The second and related place is this whole "soulbound" business, though.  There really should be no room in a game with an open marketplace for soulbound items.  Let players buy and sell what they want.  If you want to make a few (and I do mean a few) items lock to characters because they were won in particularly nasty PvE challenges, PvP tournaments, or whatever, fine.  But as this percentage of items gets over a few percent of your total items, you're just limiting your in-game marketplace and limiting by two or three the number of careers that players can have in your game.  Let there be a guy out there buying and selling vast quantities of high-end items and making a profit.  Let him stand in front of the Trading Post agent all day and all night if he wants to.  If he's creating content for your players, why not?

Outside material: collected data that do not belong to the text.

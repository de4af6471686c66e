//! Wire-level message envelope.
//!
//! Every frame exchanged with the backend, on either transport, is one
//! envelope: `{"type": "...", "data": ...}`. Only `type` is interpreted by the
//! connection layer; `data` belongs to the application.

use base64::{Engine as _, engine::general_purpose::STANDARD as BASE64};
use serde::{Deserialize, Serialize, de::DeserializeOwned};
use serde_json::{Value, json};
use thiserror::Error;

/// Chat message typed by the user or produced by the assistant.
pub const CHAT_MESSAGE: &str = "chat_message";
/// Recorded audio, base64 encoded under `data.audio`.
pub const VOICE_MESSAGE: &str = "voice_message";
/// Assistant activity broadcast (`data.state`).
pub const DOT_STATE: &str = "dot_state";
/// Generic application message.
pub const MESSAGE: &str = "message";

/// Envelope encode/decode error.
#[derive(Debug, Error)]
pub enum EnvelopeError {
    /// The frame is not a valid envelope. The frame is dropped.
    #[error("Malformed envelope: {0}")]
    Malformed(String),
    /// The envelope could not be serialized.
    #[error("Envelope serialization failed: {0}")]
    Serialize(#[from] serde_json::Error),
}

/// Typed unit of communication between client and backend.
#[derive(Debug, Clone, PartialEq, Eq, Serialize, Deserialize)]
pub struct Envelope {
    /// Message type.
    #[serde(rename = "type")]
    pub kind: String,
    /// Opaque application payload.
    #[serde(rename = "data", default)]
    pub payload: Value,
}

impl Envelope {
    /// Create an envelope from a type and payload.
    #[must_use]
    pub fn new(kind: impl Into<String>, payload: Value) -> Self {
        Self {
            kind: kind.into(),
            payload,
        }
    }

    /// Chat message carrying `text`.
    #[must_use]
    pub fn chat(text: impl Into<String>) -> Self {
        Self::new(CHAT_MESSAGE, json!({ "text": text.into() }))
    }

    /// Voice message carrying raw audio bytes (base64 encoded).
    #[must_use]
    pub fn voice(audio: &[u8], timestamp: f64) -> Self {
        Self::new(
            VOICE_MESSAGE,
            json!({ "audio": BASE64.encode(audio), "timestamp": timestamp }),
        )
    }

    /// Assistant activity broadcast.
    #[must_use]
    pub fn dot_state(state: &str) -> Self {
        Self::new(DOT_STATE, json!({ "state": state }))
    }

    /// Generic application message.
    #[must_use]
    pub fn message(payload: Value) -> Self {
        Self::new(MESSAGE, payload)
    }

    /// Whether this envelope has the given type.
    #[must_use]
    pub fn is(&self, kind: &str) -> bool {
        self.kind == kind
    }

    /// Decode audio data from a voice message.
    #[must_use]
    pub fn decode_audio(&self) -> Option<Vec<u8>> {
        if !self.is(VOICE_MESSAGE) {
            return None;
        }
        let data = self.payload.get("audio")?.as_str()?;
        BASE64.decode(data).ok()
    }

    /// Deserialize the payload into a concrete type.
    ///
    /// # Errors
    /// Returns error if the payload does not match `T`.
    pub fn payload_as<T: DeserializeOwned>(&self) -> Result<T, EnvelopeError> {
        serde_json::from_value(self.payload.clone())
            .map_err(|e| EnvelopeError::Malformed(format!("{} payload: {e}", self.kind)))
    }

    /// Serialize to a text frame.
    ///
    /// # Errors
    /// Returns error if the payload cannot be serialized.
    pub fn encode(&self) -> Result<String, EnvelopeError> {
        Ok(serde_json::to_string(self)?)
    }

    /// Parse a text frame.
    ///
    /// # Errors
    /// Returns [`EnvelopeError::Malformed`] if the frame is not JSON, is not an
    /// object, or lacks a string `type`.
    pub fn decode(frame: &str) -> Result<Self, EnvelopeError> {
        let envelope: Self =
            serde_json::from_str(frame).map_err(|e| EnvelopeError::Malformed(e.to_string()))?;
        envelope.validate()?;
        Ok(envelope)
    }

    /// Check what the type system cannot: the type must not be empty.
    ///
    /// # Errors
    /// Returns [`EnvelopeError::Malformed`] for an empty type.
    pub fn validate(&self) -> Result<(), EnvelopeError> {
        if self.kind.is_empty() {
            return Err(EnvelopeError::Malformed("empty envelope type".to_string()));
        }
        Ok(())
    }
}

#[cfg(test)]
mod tests {
    use super::*;

    #[test]
    fn test_voice_roundtrip() {
        let audio = [0u8, 1, 2, 254, 255];
        let env = Envelope::voice(&audio, 1_700_000_000.5);
        let frame = env.encode().unwrap();

        let decoded = Envelope::decode(&frame).unwrap();
        assert_eq!(decoded, env);
        assert_eq!(decoded.decode_audio().unwrap(), audio);
    }

    #[test]
    fn test_wire_shape_matches_backend() {
        let frame = Envelope::dot_state("listening").encode().unwrap();
        let value: Value = serde_json::from_str(&frame).unwrap();
        assert_eq!(value["type"], "dot_state");
        assert_eq!(value["data"]["state"], "listening");
    }

    #[test]
    fn test_missing_data_defaults_to_null() {
        let env = Envelope::decode(r#"{"type":"ping"}"#).unwrap();
        assert_eq!(env.kind, "ping");
        assert!(env.payload.is_null());
    }

    #[test]
    fn test_corrupted_frames_are_malformed() {
        for frame in [
            "",
            "not json",
            "[1,2,3]",
            r#"{"data":{}}"#,
            r#"{"type":42}"#,
            r#"{"type":""}"#,
            r#"{"type":"chat_message","data":{"text":"cut"#,
        ] {
            assert!(
                matches!(Envelope::decode(frame), Err(EnvelopeError::Malformed(_))),
                "frame {frame:?} should be malformed"
            );
        }
    }

    #[test]
    fn test_payload_as() {
        #[derive(Deserialize)]
        struct Chat {
            text: String,
        }

        let chat: Chat = Envelope::chat("hello").payload_as().unwrap();
        assert_eq!(chat.text, "hello");
        assert!(Envelope::dot_state("idle").payload_as::<Chat>().is_err());
    }

    #[test]
    fn test_decode_audio_only_for_voice() {
        assert!(Envelope::chat("hi").decode_audio().is_none());
        let bad = Envelope::new(VOICE_MESSAGE, json!({ "audio": "%%%" }));
        assert!(bad.decode_audio().is_none());
    }
}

I can't tell you how pleased I was when I realized that most NPC merchants in GW2 sell run-of-the-mill crap and you have to go to the Trading Post to get the good stuff from other players.  And I can't tell you how disappointed I was when I realized that only a small fraction of items in the game are actually available there, and only a small fraction of those are actually useful things a player might buy.  This is a place where the game can definitely stand to grow and develop in the future if the developers choose it.

Third item?  Upgrades.  Another very smart bit of game design in EVE is that ships are infinitely customizable, all of the customization can be removed, and only a small fraction of that customization is destroyed when doing so.  When you realize hull-tanking your Tengu or fitting meta 1 guns to your Vindicator is a daft idea, you can strip the ship to bare metal and try again.

GW2 has upgrades too, but once you fit them, as far as I can tell all but the richest characters are locked into them.  This is also as dumb as a box of rocks.  I can't even express how dumb this is.  Granted, we're dealing with "magic" here, but removing a gemstone from the hilt of a sword is a trivial exercise.  Military officers in the late Renaissance and early modern age would be asked to surrender their swords as a token of the surrender of their command.  But more often than not, the victor had a somewhat baser purpose in mind: it was a simple matter to pry the gold filigree, gems, and seed pearls off a vanquished gentleman's sword if you had it in hand...

In a similar way, if you find an upgrade superior to the one fitted to a particular piece of equipment, you should be able to pop off the old upgrade and put in the new.  This has the bonus of giving novice crafters in the game a ready-made stock of low-level upgrade items to work their craft with as they reach the mid-level ones.  Again, there might be a simple way to remove these upgrades that I'm just missing and it's a relatively minor issue compared to the other two.

Sometimes you play a game and you don't appreciate the good, correct choices the game developer made early in the process until you're presented with the alternative choices they could have made.  Let's all sit down and offer a brief note of thanks that our EVE strategic cruisers aren't soulbound, shall we?